▸ What you need to do
What is needed is an exact copy of the lines in the listing below, from the one with "use serde::Serialize;" up to and including the one with "let scheduled = web_sys::window()", with no other lines.

▸ Data under study
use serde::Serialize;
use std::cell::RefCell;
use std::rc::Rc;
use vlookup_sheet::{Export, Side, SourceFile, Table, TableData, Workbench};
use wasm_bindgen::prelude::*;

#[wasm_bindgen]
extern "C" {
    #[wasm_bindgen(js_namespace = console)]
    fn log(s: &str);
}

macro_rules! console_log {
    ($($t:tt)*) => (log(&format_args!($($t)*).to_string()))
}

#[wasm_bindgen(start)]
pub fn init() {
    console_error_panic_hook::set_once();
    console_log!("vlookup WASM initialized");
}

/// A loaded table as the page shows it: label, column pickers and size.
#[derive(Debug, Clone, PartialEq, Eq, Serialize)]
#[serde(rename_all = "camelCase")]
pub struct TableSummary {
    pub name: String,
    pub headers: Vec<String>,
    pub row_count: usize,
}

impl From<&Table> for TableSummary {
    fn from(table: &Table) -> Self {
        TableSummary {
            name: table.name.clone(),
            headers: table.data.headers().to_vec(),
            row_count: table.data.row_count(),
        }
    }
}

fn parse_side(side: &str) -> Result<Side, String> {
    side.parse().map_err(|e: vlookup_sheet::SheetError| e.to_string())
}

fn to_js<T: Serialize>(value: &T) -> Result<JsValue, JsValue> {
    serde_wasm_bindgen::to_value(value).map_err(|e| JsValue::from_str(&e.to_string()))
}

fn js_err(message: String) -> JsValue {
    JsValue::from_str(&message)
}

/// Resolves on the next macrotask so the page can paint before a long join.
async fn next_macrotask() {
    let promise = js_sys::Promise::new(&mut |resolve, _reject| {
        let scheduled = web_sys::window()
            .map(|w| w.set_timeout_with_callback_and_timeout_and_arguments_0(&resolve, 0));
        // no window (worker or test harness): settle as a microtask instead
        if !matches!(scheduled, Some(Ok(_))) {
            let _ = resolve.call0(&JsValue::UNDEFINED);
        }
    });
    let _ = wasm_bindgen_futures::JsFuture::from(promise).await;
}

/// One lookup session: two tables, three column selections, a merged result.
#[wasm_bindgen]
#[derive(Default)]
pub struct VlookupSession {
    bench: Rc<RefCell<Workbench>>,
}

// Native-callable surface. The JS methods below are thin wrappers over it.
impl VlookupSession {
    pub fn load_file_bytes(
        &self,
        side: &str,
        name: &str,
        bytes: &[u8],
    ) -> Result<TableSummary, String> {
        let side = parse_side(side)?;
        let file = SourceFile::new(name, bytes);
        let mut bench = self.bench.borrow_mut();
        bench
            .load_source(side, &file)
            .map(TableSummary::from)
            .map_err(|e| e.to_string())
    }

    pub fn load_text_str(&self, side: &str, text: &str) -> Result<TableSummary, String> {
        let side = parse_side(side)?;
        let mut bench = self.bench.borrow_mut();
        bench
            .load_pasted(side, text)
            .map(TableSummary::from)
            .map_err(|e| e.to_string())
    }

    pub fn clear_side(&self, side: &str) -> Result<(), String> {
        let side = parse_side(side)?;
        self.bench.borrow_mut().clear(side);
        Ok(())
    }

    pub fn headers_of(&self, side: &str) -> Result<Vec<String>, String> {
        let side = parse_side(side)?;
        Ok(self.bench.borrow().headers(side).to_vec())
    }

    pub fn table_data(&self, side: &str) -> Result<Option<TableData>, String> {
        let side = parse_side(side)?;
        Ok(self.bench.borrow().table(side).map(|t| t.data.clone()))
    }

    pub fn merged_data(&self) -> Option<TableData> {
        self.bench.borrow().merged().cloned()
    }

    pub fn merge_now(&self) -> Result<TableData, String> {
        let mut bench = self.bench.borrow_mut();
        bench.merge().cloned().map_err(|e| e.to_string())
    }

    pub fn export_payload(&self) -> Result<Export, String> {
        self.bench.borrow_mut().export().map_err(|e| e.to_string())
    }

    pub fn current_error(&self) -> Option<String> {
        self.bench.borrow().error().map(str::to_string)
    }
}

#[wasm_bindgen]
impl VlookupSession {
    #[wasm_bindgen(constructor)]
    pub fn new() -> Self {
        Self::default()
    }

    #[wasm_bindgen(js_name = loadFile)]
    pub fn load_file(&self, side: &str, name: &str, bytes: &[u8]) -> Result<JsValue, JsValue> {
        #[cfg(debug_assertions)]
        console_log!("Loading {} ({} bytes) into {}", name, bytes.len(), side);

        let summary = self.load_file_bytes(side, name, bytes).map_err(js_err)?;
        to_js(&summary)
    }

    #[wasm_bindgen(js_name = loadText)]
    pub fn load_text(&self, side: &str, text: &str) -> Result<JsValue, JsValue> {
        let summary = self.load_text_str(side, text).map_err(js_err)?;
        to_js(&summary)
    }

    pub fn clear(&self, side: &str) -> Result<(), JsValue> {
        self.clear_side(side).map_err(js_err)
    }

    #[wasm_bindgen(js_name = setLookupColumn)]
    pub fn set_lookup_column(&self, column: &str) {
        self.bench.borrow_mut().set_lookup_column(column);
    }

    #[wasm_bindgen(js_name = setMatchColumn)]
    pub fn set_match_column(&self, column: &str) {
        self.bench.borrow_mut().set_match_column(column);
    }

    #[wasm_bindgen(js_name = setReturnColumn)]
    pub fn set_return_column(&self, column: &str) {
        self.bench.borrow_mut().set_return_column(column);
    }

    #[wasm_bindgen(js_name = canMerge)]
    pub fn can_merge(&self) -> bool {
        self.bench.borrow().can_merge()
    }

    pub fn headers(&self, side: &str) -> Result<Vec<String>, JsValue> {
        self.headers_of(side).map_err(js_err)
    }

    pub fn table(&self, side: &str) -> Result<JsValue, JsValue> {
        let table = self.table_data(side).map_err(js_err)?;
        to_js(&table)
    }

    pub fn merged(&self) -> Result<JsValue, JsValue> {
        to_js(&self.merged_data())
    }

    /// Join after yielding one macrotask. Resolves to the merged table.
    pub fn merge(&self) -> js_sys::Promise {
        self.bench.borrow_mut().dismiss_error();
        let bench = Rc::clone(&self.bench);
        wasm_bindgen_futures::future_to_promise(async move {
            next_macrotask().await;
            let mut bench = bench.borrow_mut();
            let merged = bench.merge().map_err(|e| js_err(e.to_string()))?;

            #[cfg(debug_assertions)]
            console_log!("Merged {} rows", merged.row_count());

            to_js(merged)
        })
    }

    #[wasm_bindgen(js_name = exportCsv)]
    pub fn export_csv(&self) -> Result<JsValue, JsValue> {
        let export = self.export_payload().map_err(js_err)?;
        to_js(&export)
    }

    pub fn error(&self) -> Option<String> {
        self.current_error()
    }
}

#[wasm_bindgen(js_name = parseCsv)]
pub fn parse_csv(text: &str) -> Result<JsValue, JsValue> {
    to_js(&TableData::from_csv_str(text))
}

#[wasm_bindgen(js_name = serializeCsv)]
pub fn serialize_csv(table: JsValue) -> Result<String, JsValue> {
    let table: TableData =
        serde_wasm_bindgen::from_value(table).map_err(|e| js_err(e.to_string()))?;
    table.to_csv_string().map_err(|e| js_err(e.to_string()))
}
* * *
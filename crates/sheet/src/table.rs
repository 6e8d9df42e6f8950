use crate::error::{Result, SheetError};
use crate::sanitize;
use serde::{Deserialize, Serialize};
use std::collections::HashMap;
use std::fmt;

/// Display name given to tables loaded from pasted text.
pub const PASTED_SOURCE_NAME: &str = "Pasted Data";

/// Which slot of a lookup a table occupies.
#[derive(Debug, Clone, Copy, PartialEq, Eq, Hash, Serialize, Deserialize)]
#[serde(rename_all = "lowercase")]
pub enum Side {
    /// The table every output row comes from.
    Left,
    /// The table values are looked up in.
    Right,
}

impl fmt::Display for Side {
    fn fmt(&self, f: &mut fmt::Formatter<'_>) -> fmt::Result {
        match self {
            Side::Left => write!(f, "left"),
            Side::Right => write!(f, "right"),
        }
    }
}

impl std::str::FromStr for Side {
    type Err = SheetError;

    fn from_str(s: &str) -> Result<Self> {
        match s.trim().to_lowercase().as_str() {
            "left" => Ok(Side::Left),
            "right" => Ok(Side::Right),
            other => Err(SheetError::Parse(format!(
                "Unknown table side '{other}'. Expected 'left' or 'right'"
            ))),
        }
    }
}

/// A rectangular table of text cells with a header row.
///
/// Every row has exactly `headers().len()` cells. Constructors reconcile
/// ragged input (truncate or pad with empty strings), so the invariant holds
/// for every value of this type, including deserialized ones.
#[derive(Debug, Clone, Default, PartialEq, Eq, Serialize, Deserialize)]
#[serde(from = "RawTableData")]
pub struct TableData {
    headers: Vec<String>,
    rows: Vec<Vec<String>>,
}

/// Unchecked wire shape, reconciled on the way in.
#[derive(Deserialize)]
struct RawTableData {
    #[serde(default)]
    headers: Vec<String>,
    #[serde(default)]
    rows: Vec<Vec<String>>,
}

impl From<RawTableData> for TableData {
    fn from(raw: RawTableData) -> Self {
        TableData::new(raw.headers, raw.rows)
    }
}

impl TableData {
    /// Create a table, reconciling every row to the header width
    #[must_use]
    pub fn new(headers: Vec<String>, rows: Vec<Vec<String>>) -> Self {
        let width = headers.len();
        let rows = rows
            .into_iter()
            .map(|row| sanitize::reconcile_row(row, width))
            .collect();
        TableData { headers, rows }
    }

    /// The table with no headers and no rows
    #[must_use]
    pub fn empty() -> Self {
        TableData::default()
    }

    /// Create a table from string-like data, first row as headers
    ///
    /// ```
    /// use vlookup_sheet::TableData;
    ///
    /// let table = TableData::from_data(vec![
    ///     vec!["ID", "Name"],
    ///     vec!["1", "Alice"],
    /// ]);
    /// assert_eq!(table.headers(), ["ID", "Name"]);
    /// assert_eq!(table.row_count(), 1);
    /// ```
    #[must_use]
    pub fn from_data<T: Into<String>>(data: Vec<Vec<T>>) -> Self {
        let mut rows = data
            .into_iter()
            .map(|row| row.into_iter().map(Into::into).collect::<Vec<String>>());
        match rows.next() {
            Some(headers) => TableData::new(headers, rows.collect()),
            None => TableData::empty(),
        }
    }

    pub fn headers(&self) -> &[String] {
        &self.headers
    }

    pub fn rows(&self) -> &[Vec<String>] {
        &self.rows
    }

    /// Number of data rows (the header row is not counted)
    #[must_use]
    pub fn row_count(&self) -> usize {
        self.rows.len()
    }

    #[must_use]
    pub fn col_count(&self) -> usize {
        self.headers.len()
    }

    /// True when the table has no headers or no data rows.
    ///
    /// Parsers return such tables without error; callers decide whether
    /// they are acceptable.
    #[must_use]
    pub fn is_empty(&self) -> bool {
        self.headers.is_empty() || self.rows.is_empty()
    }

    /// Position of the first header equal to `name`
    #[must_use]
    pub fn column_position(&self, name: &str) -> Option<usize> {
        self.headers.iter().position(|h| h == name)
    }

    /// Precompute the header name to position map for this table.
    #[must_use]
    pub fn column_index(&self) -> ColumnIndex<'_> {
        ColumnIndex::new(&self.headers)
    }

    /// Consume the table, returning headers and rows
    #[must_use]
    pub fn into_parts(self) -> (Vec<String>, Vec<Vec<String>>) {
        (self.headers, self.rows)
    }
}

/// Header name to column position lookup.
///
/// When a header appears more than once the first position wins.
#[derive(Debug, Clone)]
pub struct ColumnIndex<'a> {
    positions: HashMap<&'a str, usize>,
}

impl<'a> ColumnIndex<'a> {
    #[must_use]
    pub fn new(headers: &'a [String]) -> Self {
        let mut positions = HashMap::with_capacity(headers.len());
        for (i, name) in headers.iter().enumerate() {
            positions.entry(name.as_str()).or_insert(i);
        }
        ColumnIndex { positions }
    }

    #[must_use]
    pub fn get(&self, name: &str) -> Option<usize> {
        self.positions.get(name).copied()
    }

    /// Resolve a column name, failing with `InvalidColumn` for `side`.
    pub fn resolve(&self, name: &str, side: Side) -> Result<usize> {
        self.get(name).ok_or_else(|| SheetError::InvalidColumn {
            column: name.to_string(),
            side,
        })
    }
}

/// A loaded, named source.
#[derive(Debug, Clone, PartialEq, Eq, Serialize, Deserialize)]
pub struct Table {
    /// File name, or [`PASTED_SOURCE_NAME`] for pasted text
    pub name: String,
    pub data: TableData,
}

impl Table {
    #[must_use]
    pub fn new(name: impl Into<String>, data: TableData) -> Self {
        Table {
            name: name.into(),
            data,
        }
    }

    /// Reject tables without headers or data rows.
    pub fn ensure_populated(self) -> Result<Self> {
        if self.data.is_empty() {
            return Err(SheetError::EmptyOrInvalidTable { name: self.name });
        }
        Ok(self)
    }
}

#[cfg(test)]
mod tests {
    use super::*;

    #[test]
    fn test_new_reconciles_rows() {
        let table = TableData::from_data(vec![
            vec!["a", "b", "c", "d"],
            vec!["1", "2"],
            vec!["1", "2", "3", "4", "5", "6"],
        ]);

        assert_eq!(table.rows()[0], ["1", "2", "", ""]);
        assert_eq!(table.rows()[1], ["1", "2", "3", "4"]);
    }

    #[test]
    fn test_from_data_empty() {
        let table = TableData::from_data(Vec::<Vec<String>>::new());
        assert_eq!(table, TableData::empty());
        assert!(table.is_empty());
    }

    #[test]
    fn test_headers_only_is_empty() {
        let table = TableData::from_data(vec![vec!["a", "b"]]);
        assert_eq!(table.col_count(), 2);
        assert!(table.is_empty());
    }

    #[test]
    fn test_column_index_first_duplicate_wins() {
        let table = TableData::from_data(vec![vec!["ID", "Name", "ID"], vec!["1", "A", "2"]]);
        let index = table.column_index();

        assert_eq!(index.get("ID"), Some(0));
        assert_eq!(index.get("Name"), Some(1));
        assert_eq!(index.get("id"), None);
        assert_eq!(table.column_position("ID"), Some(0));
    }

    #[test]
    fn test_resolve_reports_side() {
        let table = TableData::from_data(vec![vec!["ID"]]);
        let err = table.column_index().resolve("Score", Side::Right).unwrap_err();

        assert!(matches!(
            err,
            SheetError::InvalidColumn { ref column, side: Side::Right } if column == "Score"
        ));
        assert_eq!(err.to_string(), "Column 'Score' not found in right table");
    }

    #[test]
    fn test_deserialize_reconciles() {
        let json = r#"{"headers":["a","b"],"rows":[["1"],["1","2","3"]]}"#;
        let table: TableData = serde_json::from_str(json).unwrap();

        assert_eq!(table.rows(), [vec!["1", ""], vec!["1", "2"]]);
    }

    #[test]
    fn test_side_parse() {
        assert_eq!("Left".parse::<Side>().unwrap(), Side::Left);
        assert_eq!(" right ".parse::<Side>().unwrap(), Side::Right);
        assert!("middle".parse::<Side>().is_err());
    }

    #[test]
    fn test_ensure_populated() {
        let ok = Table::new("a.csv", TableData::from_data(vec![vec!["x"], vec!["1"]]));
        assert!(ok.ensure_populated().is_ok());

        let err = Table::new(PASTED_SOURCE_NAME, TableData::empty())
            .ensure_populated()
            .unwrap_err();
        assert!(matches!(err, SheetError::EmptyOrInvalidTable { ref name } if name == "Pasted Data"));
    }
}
--
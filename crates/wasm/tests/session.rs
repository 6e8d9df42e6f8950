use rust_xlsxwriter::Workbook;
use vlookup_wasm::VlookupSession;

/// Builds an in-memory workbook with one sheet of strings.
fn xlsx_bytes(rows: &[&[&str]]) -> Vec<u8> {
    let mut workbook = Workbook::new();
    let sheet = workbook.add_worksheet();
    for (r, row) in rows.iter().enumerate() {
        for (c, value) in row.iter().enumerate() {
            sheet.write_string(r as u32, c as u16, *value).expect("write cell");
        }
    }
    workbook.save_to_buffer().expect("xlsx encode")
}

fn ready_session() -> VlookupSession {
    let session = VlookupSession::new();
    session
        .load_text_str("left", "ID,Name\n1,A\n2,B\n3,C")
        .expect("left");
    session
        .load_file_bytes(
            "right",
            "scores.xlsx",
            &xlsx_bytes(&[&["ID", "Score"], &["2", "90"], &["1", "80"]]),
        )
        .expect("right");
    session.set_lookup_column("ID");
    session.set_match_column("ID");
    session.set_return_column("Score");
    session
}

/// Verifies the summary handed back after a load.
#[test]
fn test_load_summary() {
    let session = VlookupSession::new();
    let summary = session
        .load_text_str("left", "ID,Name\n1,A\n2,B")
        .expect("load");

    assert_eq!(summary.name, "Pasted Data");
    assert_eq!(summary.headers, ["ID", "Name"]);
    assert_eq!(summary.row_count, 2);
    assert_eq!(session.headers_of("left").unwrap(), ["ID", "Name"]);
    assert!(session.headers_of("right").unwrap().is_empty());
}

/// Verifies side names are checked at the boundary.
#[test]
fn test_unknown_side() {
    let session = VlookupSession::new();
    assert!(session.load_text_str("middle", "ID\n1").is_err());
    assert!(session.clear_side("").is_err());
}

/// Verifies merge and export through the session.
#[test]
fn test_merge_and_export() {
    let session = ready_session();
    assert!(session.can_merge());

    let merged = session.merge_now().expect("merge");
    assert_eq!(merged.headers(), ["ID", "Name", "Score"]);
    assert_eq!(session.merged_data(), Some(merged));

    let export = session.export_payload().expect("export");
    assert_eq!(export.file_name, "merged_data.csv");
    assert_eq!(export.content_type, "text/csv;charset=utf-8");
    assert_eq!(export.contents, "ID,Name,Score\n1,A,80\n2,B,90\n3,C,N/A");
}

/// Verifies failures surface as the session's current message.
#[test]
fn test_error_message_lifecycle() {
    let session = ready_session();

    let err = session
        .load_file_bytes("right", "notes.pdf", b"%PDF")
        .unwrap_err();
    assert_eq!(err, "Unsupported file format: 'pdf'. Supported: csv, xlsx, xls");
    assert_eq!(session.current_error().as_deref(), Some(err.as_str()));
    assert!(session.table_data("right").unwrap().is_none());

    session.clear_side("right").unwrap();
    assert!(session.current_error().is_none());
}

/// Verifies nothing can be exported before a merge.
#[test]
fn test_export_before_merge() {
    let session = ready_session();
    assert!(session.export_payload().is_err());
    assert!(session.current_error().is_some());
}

▸ Task result
use serde::Serialize;
use std::cell::RefCell;
use std::rc::Rc;
use vlookup_sheet::{Export, Side, SourceFile, Table, TableData, Workbench};
use wasm_bindgen::prelude::*;

#[wasm_bindgen]
extern "C" {
    #[wasm_bindgen(js_namespace = console)]
    fn log(s: &str);
}

macro_rules! console_log {
    ($($t:tt)*) => (log(&format_args!($($t)*).to_string()))
}

#[wasm_bindgen(start)]
pub fn init() {
    console_error_panic_hook::set_once();
    console_log!("vlookup WASM initialized");
}

/// A loaded table as the page shows it: label, column pickers and size.
#[derive(Debug, Clone, PartialEq, Eq, Serialize)]
#[serde(rename_all = "camelCase")]
pub struct TableSummary {
    pub name: String,
    pub headers: Vec<String>,
    pub row_count: usize,
}

impl From<&Table> for TableSummary {
    fn from(table: &Table) -> Self {
        TableSummary {
            name: table.name.clone(),
            headers: table.data.headers().to_vec(),
            row_count: table.data.row_count(),
        }
    }
}

fn parse_side(side: &str) -> Result<Side, String> {
    side.parse().map_err(|e: vlookup_sheet::SheetError| e.to_string())
}

fn to_js<T: Serialize>(value: &T) -> Result<JsValue, JsValue> {
    serde_wasm_bindgen::to_value(value).map_err(|e| JsValue::from_str(&e.to_string()))
}

fn js_err(message: String) -> JsValue {
    JsValue::from_str(&message)
}

/// Resolves on the next macrotask so the page can paint before a long join.
async fn next_macrotask() {
    let promise = js_sys::Promise::new(&mut |resolve, _reject| {
        let scheduled = web_sys::window()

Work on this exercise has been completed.